Bien sûr qu'elles commencent. On rentre dans la fin des débats d'orientation budgétaire. Cela va de quelques milliers d'euros pour certains projets à plus. Certaines collectivités vont appliquer une baisse de dix, vingt ou trente pour cent. Mais c'est variable, les collectivités s'administrent librement, chacune à l'aune de ces compétences et de ses obligations, selon qu'elles gèrent un théâtre à l'italienne du XIXe siècle ou un bâtiment datant d'il y a une dizaine d'années. C'est à géométrie variable avec des baisses de subventions et de dotations de manière significative pour certains. Il y a aussi des demandes de collectivités à leurs équipes culturelles de faire moins de levers de rideau pendant cette saison, ça c'est acté.

Comment vos équipements sont-ils impactés par la hausse du coût de l'énergie ?

Pour les théâtres en régie autonome, les théâtres nationaux ou les scènes labellisées, qui ont tous la gestion complète du bâtiment, la crise énergétique a un impact direct comme pour n'importe quel autre opérateur professionnel.
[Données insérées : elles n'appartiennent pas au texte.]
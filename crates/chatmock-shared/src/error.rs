use thiserror::Error;

use crate::constants::*;

/// A single rejected field of an input descriptor.
#[derive(Error, Debug, Clone, PartialEq, Eq)]
#[error("{field}: {reason}")]
pub struct ValidationError {
    /// Field name as it appears in the input (`time`, `content`, ...).
    pub field: String,
    /// Human-readable reason.
    pub reason: String,
}

impl ValidationError {
    pub fn new(field: impl Into<String>, reason: impl Into<String>) -> Self {
        Self {
            field: field.into(),
            reason: reason.into(),
        }
    }

    pub fn time_format(field: &str) -> Self {
        Self::new(field, TIME_FORMAT_ERROR)
    }

    pub fn not_boolean(field: &str) -> Self {
        Self::new(field, BOOLEAN_SENDER_ERROR)
    }

    pub fn not_a_string(field: &str) -> Self {
        Self::new(field, format!("{field} must be a string"))
    }

    pub fn content_required() -> Self {
        Self::new("content", CONTENT_REQUIRED_ERROR)
    }

    pub fn image_required() -> Self {
        Self::new("imageUrl", IMAGE_REQUIRED_ERROR)
    }

    pub fn invalid_type() -> Self {
        Self::new("type", MESSAGE_TYPE_ERROR)
    }

    pub fn name_required(field: &str) -> Self {
        Self::new(field, NAME_REQUIRED_ERROR)
    }
}

/// Every violation found in one descriptor, in rule order.
#[derive(Error, Debug, Clone, PartialEq, Eq)]
#[error("{}", join_errors(.0))]
pub struct ValidationErrors(pub Vec<ValidationError>);

impl ValidationErrors {
    pub fn iter(&self) -> impl Iterator<Item = &ValidationError> {
        self.0.iter()
    }

    pub fn len(&self) -> usize {
        self.0.len()
    }

    pub fn is_empty(&self) -> bool {
        self.0.is_empty()
    }

    pub fn has_field(&self, field: &str) -> bool {
        self.0.iter().any(|e| e.field == field)
    }
}

/// A field violation attributed to one element of a bulk import.
///
/// `index` is zero-based; the rendered message counts from one.
#[derive(Error, Debug, Clone, PartialEq, Eq)]
#[error("element {} ({}): {}", .index + 1, .error.field, .error.reason)]
pub struct FieldError {
    pub index: usize,
    pub error: ValidationError,
}

/// Bulk import failures, from the outermost layer inwards.
#[derive(Error, Debug)]
pub enum ImportError {
    /// Rejected by name and MIME type before reading.
    #[error("Unsupported file '{0}': please select a valid JSON file")]
    UnsupportedFile(String),

    /// The document is not JSON at all.
    #[error("Invalid JSON format. Please check your file and try again. ({0})")]
    InvalidJson(#[from] serde_json::Error),

    /// Valid JSON, but not a non-empty array.
    #[error("Invalid import document: {0}")]
    Shape(String),

    /// Well-shaped array with failing elements.
    #[error("Validation errors: {}", join_errors(.0))]
    Validation(Vec<FieldError>),
}

impl ImportError {
    /// Field-level failures; empty for the outer error classes.
    pub fn field_errors(&self) -> &[FieldError] {
        match self {
            Self::Validation(errors) => errors,
            _ => &[],
        }
    }
}

fn join_errors<E: ToString>(errors: &[E]) -> String {
    errors
        .iter()
        .map(ToString::to_string)
        .collect::<Vec<_>>()
        .join("; ")
}
//! # chatmock-client
//!
//! Session layer of the chat mockup generator: the caller-owned
//! [`Session`], the command functions a UI binds to, event notifications
//! and PNG export.

pub mod commands;
pub mod config;
pub mod error;
pub mod events;
pub mod state;

use tracing_subscriber::{fmt, EnvFilter};

pub use config::SessionConfig;
pub use error::{ClientError, Result};
pub use state::Session;

/// Install the global `tracing` subscriber. `RUST_LOG` overrides the
/// default filter. Calling it again is a no-op.
pub fn init_tracing() {
    let filter = EnvFilter::try_from_default_env().unwrap_or_else(|_| {
        EnvFilter::new("chatmock_client_lib=debug,chatmock_store=info,chatmock_timeline=info,warn")
    });

    let installed = fmt()
        .with_env_filter(filter)
        .with_target(true)
        .with_thread_ids(false)
        .with_file(false)
        .with_line_number(false)
        .try_init()
        .is_ok();

    if installed {
        tracing::info!("Starting {} session layer", chatmock_shared::constants::APP_NAME);
    }
}
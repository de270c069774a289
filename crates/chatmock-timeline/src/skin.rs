use std::fmt;
use std::str::FromStr;

use chatmock_store::Message;
use serde::{Deserialize, Serialize};
use thiserror::Error;

use crate::hints::DisplayHints;
use crate::policy;

/// Target messaging app whose chrome the mockup reproduces.
#[derive(Debug, Clone, Copy, Default, PartialEq, Eq, Hash, Serialize, Deserialize)]
#[serde(rename_all = "lowercase")]
pub enum ChatSkin {
    #[default]
    KakaoTalk,
    Instagram,
    Telegram,
    Discord,
    Apple,
}

#[derive(Error, Debug, Clone, PartialEq, Eq)]
#[error("Unknown chat skin '{0}' (expected kakaotalk, instagram, telegram, discord or apple)")]
pub struct ParseSkinError(pub String);

impl ChatSkin {
    pub const ALL: [ChatSkin; 5] = [
        Self::KakaoTalk,
        Self::Instagram,
        Self::Telegram,
        Self::Discord,
        Self::Apple,
    ];

    pub fn slug(&self) -> &'static str {
        match self {
            Self::KakaoTalk => "kakaotalk",
            Self::Instagram => "instagram",
            Self::Telegram => "telegram",
            Self::Discord => "discord",
            Self::Apple => "apple",
        }
    }

    pub fn display_name(&self) -> &'static str {
        match self {
            Self::KakaoTalk => "KakaoTalk",
            Self::Instagram => "Instagram DM",
            Self::Telegram => "Telegram",
            Self::Discord => "Discord",
            Self::Apple => "Apple Messages",
        }
    }

    /// Clock shown in the phone status bar. Discord mocks a desktop window
    /// and has none.
    pub fn status_bar_time(&self) -> Option<&'static str> {
        match self {
            Self::KakaoTalk => Some("4:24"),
            Self::Instagram | Self::Telegram => Some("9:41"),
            Self::Apple => Some("8:41"),
            Self::Discord => None,
        }
    }

    /// Mockup size in CSS pixels, before export scaling.
    pub fn canvas_size(&self) -> (u32, u32) {
        match self {
            Self::Discord => (400, 600),
            _ => (375, 844),
        }
    }

    /// Background colour of the message area as RGB.
    pub fn background(&self) -> [u8; 3] {
        match self {
            Self::KakaoTalk => [0xDB, 0xEA, 0xFE],
            Self::Instagram => [0x00, 0x00, 0x00],
            Self::Telegram => [0xDC, 0xF8, 0xC6],
            Self::Discord => [0x1F, 0x29, 0x37],
            Self::Apple => [0xF2, 0xF2, 0xF7],
        }
    }

    /// Display hints under this skin's grouping policy.
    ///
    /// Apple Messages draws day headers and bubble tails instead of sender
    /// blocks and per-message time labels, see [`policy::day_sections`].
    pub fn hints(&self, messages: &[Message]) -> Vec<DisplayHints> {
        match self {
            Self::KakaoTalk | Self::Instagram => policy::exact_minute_hints(messages),
            Self::Telegram => policy::timestamp_only_hints(messages),
            Self::Discord => policy::discord_hints(messages),
            Self::Apple => vec![
                DisplayHints {
                    show_sender_info: false,
                    show_timestamp: false,
                    separator_before: false,
                };
                messages.len()
            ],
        }
    }
}

impl fmt::Display for ChatSkin {
    fn fmt(&self, f: &mut fmt::Formatter<'_>) -> fmt::Result {
        f.write_str(self.slug())
    }
}

impl FromStr for ChatSkin {
    type Err = ParseSkinError;

    fn from_str(s: &str) -> Result<Self, Self::Err> {
        let wanted = s.trim().to_ascii_lowercase();
        Self::ALL
            .into_iter()
            .find(|skin| skin.slug() == wanted)
            .ok_or_else(|| ParseSkinError(s.to_string()))
    }
}

#[cfg(test)]
mod tests {
    use super::*;
    use crate::hints::fixtures::{at, msg};

    #[test]
    fn parse_round_trips_slugs() {
        for skin in ChatSkin::ALL {
            assert_eq!(skin.slug().parse::<ChatSkin>(), Ok(skin));
        }
        assert_eq!(" Discord ".parse::<ChatSkin>(), Ok(ChatSkin::Discord));
        assert!("whatsapp".parse::<ChatSkin>().is_err());
    }

    #[test]
    fn default_is_kakaotalk() {
        assert_eq!(ChatSkin::default(), ChatSkin::KakaoTalk);
        assert_eq!(serde_json::to_value(ChatSkin::KakaoTalk).unwrap(), "kakaotalk");
    }

    #[test]
    fn skins_dispatch_to_their_policy() {
        let messages = vec![msg("1", "me", at(10, 0, 0)), msg("2", "me", at(10, 3, 0))];

        let kakao = ChatSkin::KakaoTalk.hints(&messages);
        assert!(kakao[1].show_sender_info);

        let discord = ChatSkin::Discord.hints(&messages);
        assert!(!discord[1].show_sender_info);

        let apple = ChatSkin::Apple.hints(&messages);
        assert_eq!(apple.len(), 2);
        assert!(apple.iter().all(|h| !h.show_sender_info));
    }

    #[test]
    fn discord_has_no_status_bar() {
        assert!(ChatSkin::Discord.status_bar_time().is_none());
        assert_eq!(ChatSkin::Discord.canvas_size(), (400, 600));
        assert_eq!(ChatSkin::KakaoTalk.status_bar_time(), Some("4:24"));
    }
}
On a des factures qui ont été multiplié par trois ou quatre. En ce qui concerne le chauffage mais aussi l'éclairage, qui dans le cas d'un concert ou de la danse est assez énergivore, cela va être de plus en plus compliqué pour ceux qui sont en régie directe et ont leurs fluides payés par la collectivité. On a des exemples de villes qui disent qu'il n'y aura pas de résidences, par exemple. Les équipes artistiques vont avoir de plus en plus de mal à trouver des espaces pour répéter et fabriquer leurs œuvres. S'il leur faut une ou deux semaines de répétition, des collectivités vont fermer purement et simplement les établissements.
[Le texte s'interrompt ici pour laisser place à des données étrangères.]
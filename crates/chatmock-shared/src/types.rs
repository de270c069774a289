use std::fmt;
use std::str::FromStr;

use chrono::NaiveTime;
use serde::{Deserialize, Deserializer, Serialize, Serializer};
use thiserror::Error;
use uuid::Uuid;

// Participant identity, stable for the lifetime of a conversation.
#[derive(Debug, Clone, Serialize, Deserialize, PartialEq, Eq, Hash)]
#[serde(transparent)]
pub struct ParticipantId(pub String);

impl ParticipantId {
    pub fn new(id: impl Into<String>) -> Self {
        Self(id.into())
    }

    /// Random id for participants created without a conventional id.
    pub fn generate() -> Self {
        Self(Uuid::new_v4().to_string())
    }

    pub fn as_str(&self) -> &str {
        &self.0
    }
}

impl fmt::Display for ParticipantId {
    fn fmt(&self, f: &mut fmt::Formatter<'_>) -> fmt::Result {
        f.write_str(&self.0)
    }
}

impl From<&str> for ParticipantId {
    fn from(s: &str) -> Self {
        Self(s.to_string())
    }
}

#[derive(Debug, Clone, Serialize, Deserialize, PartialEq, Eq, Hash, PartialOrd, Ord)]
#[serde(transparent)]
pub struct MessageId(pub String);

impl MessageId {
    pub fn as_str(&self) -> &str {
        &self.0
    }
}

impl fmt::Display for MessageId {
    fn fmt(&self, f: &mut fmt::Formatter<'_>) -> fmt::Result {
        f.write_str(&self.0)
    }
}

impl From<&str> for MessageId {
    fn from(s: &str) -> Self {
        Self(s.to_string())
    }
}

#[derive(Debug, Clone, Copy, PartialEq, Eq, Hash, Serialize, Deserialize)]
#[serde(rename_all = "lowercase")]
pub enum MessageKind {
    Text,
    Image,
}

impl MessageKind {
    pub fn as_str(&self) -> &'static str {
        match self {
            Self::Text => "text",
            Self::Image => "image",
        }
    }
}

#[derive(Error, Debug, Clone, PartialEq, Eq)]
#[error("Unknown message type '{0}' (expected text or image)")]
pub struct ParseKindError(pub String);

impl FromStr for MessageKind {
    type Err = ParseKindError;

    fn from_str(s: &str) -> Result<Self, Self::Err> {
        match s {
            "text" => Ok(Self::Text),
            "image" => Ok(Self::Image),
            _ => Err(ParseKindError(s.to_string())),
        }
    }
}

/// Wall-clock hour and minute as entered in the `HH:MM` time picker.
///
/// The hour may be written with one or two digits (`9:05`, `09:05`); the
/// minute always takes two.
#[derive(Debug, Clone, Copy, PartialEq, Eq, Hash, PartialOrd, Ord)]
pub struct ClockTime {
    hour: u8,
    minute: u8,
}

impl ClockTime {
    pub fn new(hour: u8, minute: u8) -> Option<Self> {
        (hour < 24 && minute < 60).then_some(Self { hour, minute })
    }

    pub fn parse(s: &str) -> Option<Self> {
        let (h, m) = s.split_once(':')?;
        if h.is_empty() || h.len() > 2 || m.len() != 2 {
            return None;
        }
        if !h.bytes().all(|b| b.is_ascii_digit()) || !m.bytes().all(|b| b.is_ascii_digit()) {
            return None;
        }
        Self::new(h.parse().ok()?, m.parse().ok()?)
    }

    pub fn hour(&self) -> u8 {
        self.hour
    }

    pub fn minute(&self) -> u8 {
        self.minute
    }

    pub fn to_naive_time(self) -> NaiveTime {
        NaiveTime::from_hms_opt(u32::from(self.hour), u32::from(self.minute), 0)
            .unwrap_or(NaiveTime::MIN)
    }
}

impl fmt::Display for ClockTime {
    fn fmt(&self, f: &mut fmt::Formatter<'_>) -> fmt::Result {
        write!(f, "{:02}:{:02}", self.hour, self.minute)
    }
}

impl FromStr for ClockTime {
    type Err = crate::error::ValidationError;

    fn from_str(s: &str) -> Result<Self, Self::Err> {
        Self::parse(s).ok_or_else(|| crate::error::ValidationError::time_format("time"))
    }
}

impl Serialize for ClockTime {
    fn serialize<S: Serializer>(&self, serializer: S) -> Result<S::Ok, S::Error> {
        serializer.collect_str(self)
    }
}

impl<'de> Deserialize<'de> for ClockTime {
    fn deserialize<D: Deserializer<'de>>(deserializer: D) -> Result<Self, D::Error> {
        let s = String::deserialize(deserializer)?;
        Self::parse(&s).ok_or_else(|| serde::de::Error::custom(crate::constants::TIME_FORMAT_ERROR))
    }
}

#[cfg(test)]
mod tests {
    use super::*;

    #[test]
    fn test_clock_time_boundaries() {
        assert_eq!(ClockTime::parse("23:59"), ClockTime::new(23, 59));
        assert_eq!(ClockTime::parse("00:00"), ClockTime::new(0, 0));
        assert_eq!(ClockTime::parse("9:05"), ClockTime::new(9, 5));
        assert!(ClockTime::parse("24:00").is_none());
        assert!(ClockTime::parse("12:60").is_none());
        assert!(ClockTime::parse("9:5").is_none());
        assert!(ClockTime::parse("123:00").is_none());
        assert!(ClockTime::parse("+1:00").is_none());
        assert!(ClockTime::parse("12:00:00").is_none());
        assert!(ClockTime::parse("").is_none());
    }

    #[test]
    fn test_clock_time_display_pads() {
        let t = ClockTime::parse("7:03").unwrap();
        assert_eq!(t.to_string(), "07:03");
        assert_eq!(t.to_naive_time(), NaiveTime::from_hms_opt(7, 3, 0).unwrap());
    }

    #[test]
    fn test_message_kind_from_str() {
        assert_eq!("text".parse::<MessageKind>(), Ok(MessageKind::Text));
        assert_eq!("image".parse::<MessageKind>(), Ok(MessageKind::Image));
        assert_eq!(
            "Text".parse::<MessageKind>(),
            Err(ParseKindError("Text".to_string()))
        );
    }

    #[test]
    fn test_clock_time_serde_as_string() {
        let t = ClockTime::new(9, 5).unwrap();
        let value = serde_json::to_value(t).unwrap();
        assert_eq!(value, "09:05");
        assert_eq!(serde_json::from_value::<ClockTime>(value).unwrap(), t);

        let err = serde_json::from_str::<ClockTime>("\"24:00\"").unwrap_err();
        assert!(err.to_string().contains("Invalid time format"));
        assert!(serde_json::from_str::<ClockTime>("930").is_err());
    }

    #[test]
    fn test_generated_participant_ids_differ() {
        assert_ne!(ParticipantId::generate(), ParticipantId::generate());
    }
}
Craignez-vous des fermetures de lieux de spectacle ?

On a la chance d'avoir un hiver pour l'instant clément. À l'automne, on pouvait craindre qu'avec un hiver très rigoureux les factures s'envolent. Certaines collectivités avaient prévenu les directeurs d'établissement en leur disant : attention, si on a -5° ou -10°, on pourrait fermer l'équipement. La douceur de l'hiver aujourd'hui fait que cette problématique reste présente, notamment si on a un très gros coup de froid en janvier ou février, mais néanmoins un peu moins prégnante.

Les scènes publiques en régie autonome se rapprochent-elles des collectivités pour bénéficier des contrats d'électricité plus avantageux de ces dernières ?

Bien sûr. Un opérateur en autonomie de gestion sur la question énergétique a tout intérêt à se rapprocher de la collectivité. Au SNSP, notre ADN c'est le dialogue permanent avec les exécutifs territoriaux. Dès qu'on peut trouver des solutions, faire des économies, on va essayer de se diriger vers ça. Certaines collectivités ont des réseaux de chaleur auxquels sont reliés une maison de retraite, une crèche, une piscine. Évidemment, dans ce cas-là, l'impact est important. Chaque micromodèle économique aborde la gestion de son équipement culturel de façon différente. C'est une question qu'on ne se posait pas il y a trente ans. Aujourd'hui, elle devient plus que prégnante, urgente. Il est donc plus avantageux de se rapprocher de contrats de collectivités plutôt que rester avec un contrat passé il y a trois ou quatre ans par l'association ou l'opérateur qui gère le lieu.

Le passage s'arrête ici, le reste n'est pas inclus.